Álvarez, um mestre da edição, orquestra uma sinfonia de cortes rápidos, justapondo fotografias, recortes de jornais, cenas de noticiários e imagens de arquivo, todas em preto e branco. A técnica cria um fluxo ininterrupto de informação e emoção, onde cada fotograma parece carregar o peso de uma acusação. Vê-se a violência policial contra manifestantes pacíficos, a segregação racial explícita em placas e arquiteturas sociais, a dignidade dos ativistas e a opressão sistêmica que se manifestava em todos os cantos da sociedade americana da época. Não há espaço para o tédio; a obra exige e captura a atenção plena do espectador com sua densidade visual e rítmica.

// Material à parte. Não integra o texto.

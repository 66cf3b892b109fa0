// SPDX-License-Identifier: BUSL-1.1
// Copyright (c) 2026 Alfred Jean LLC

use super::*;
use std::time::Instant;

#[test]
fn starts_unset() {
    let s = Shutdown::new();
    assert!(!s.is_set());
    assert!(!s.wait_timeout(Duration::from_millis(1)));
}

#[test]
fn trigger_is_sticky() {
    let s = Shutdown::new();
    s.trigger();
    assert!(s.is_set());
    assert!(s.wait_timeout(Duration::from_millis(1)));
    assert!(s.wait_timeout(Duration::from_millis(1)));
}

#[test]
fn wakes_a_sleeping_waiter() {
    let s = Shutdown::new();
    let s2 = s.clone();
    let handle = std::thread::spawn(move || {
        let started = Instant::now();
        assert!(s2.wait_timeout(Duration::from_secs(30)));
        started.elapsed()
    });
    std::thread::sleep(Duration::from_millis(50));
    s.trigger();
    let waited = handle.join().unwrap();
    assert!(waited < Duration::from_secs(5), "waited {waited:?}");
}

#[test]
fn wait_returns_after_trigger() {
    let s = Shutdown::new();
    let s2 = s.clone();
    let handle = std::thread::spawn(move || s2.wait());
    s.trigger();
    handle.join().unwrap();
}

A escolha da música, com seu refrão insistente e sua melodia contagiante, serve a um propósito complexo. Por um lado, confere um senso de triunfo e união à luta por igualdade; por outro, sua repetição implacável e o contraste com as cenas de agressão e injustiça geram uma tensão quase insuportável. Esse paradoxo rítmico sublinha a urgência do momento, a necessidade de ação imediata, e a brutalidade dos obstáculos a serem superados. Álvarez não apenas documenta; ele performa uma intervenção, transformando a tela em um campo de batalha simbólico.
A profundidade da obra reside em sua capacidade de transcender a mera crônica de eventos para se tornar uma reflexão sobre o poder das imagens na construção da consciência social e política. Ao utilizar e recontextualizar material já existente, Álvarez demonstra como a edição pode remodelar a percepção da realidade, infundindo novo significado em cada fragmento. O filme examina como as narrativas são construídas e desconstruídas, e como a arte pode funcionar como uma ferramenta afiada para a crítica social. A ideia filosófica de *kairos*, o momento oportuno e qualitativo para a ação, permeia cada corte, cada imagem, cada batida da trilha sonora, instigando não apenas a contemplação, mas a própria necessidade de intervenção.
‘Now!’ permanece uma peça fundamental do cinema político e experimental, exercendo uma influência considerável sobre gerações de documentaristas e artistas visuais. Sua relevância perdura, não apenas como um registro histórico do clamor por direitos civis, mas como uma exploração atemporal da dinâmica do poder, da injustiça e da mobilização popular. É uma aula sobre como a forma pode amplificar o conteúdo, e como um filme pode funcionar como um ato de ativismo, ecoando a voz daqueles que clamavam por mudança em um período de intensa turbulência.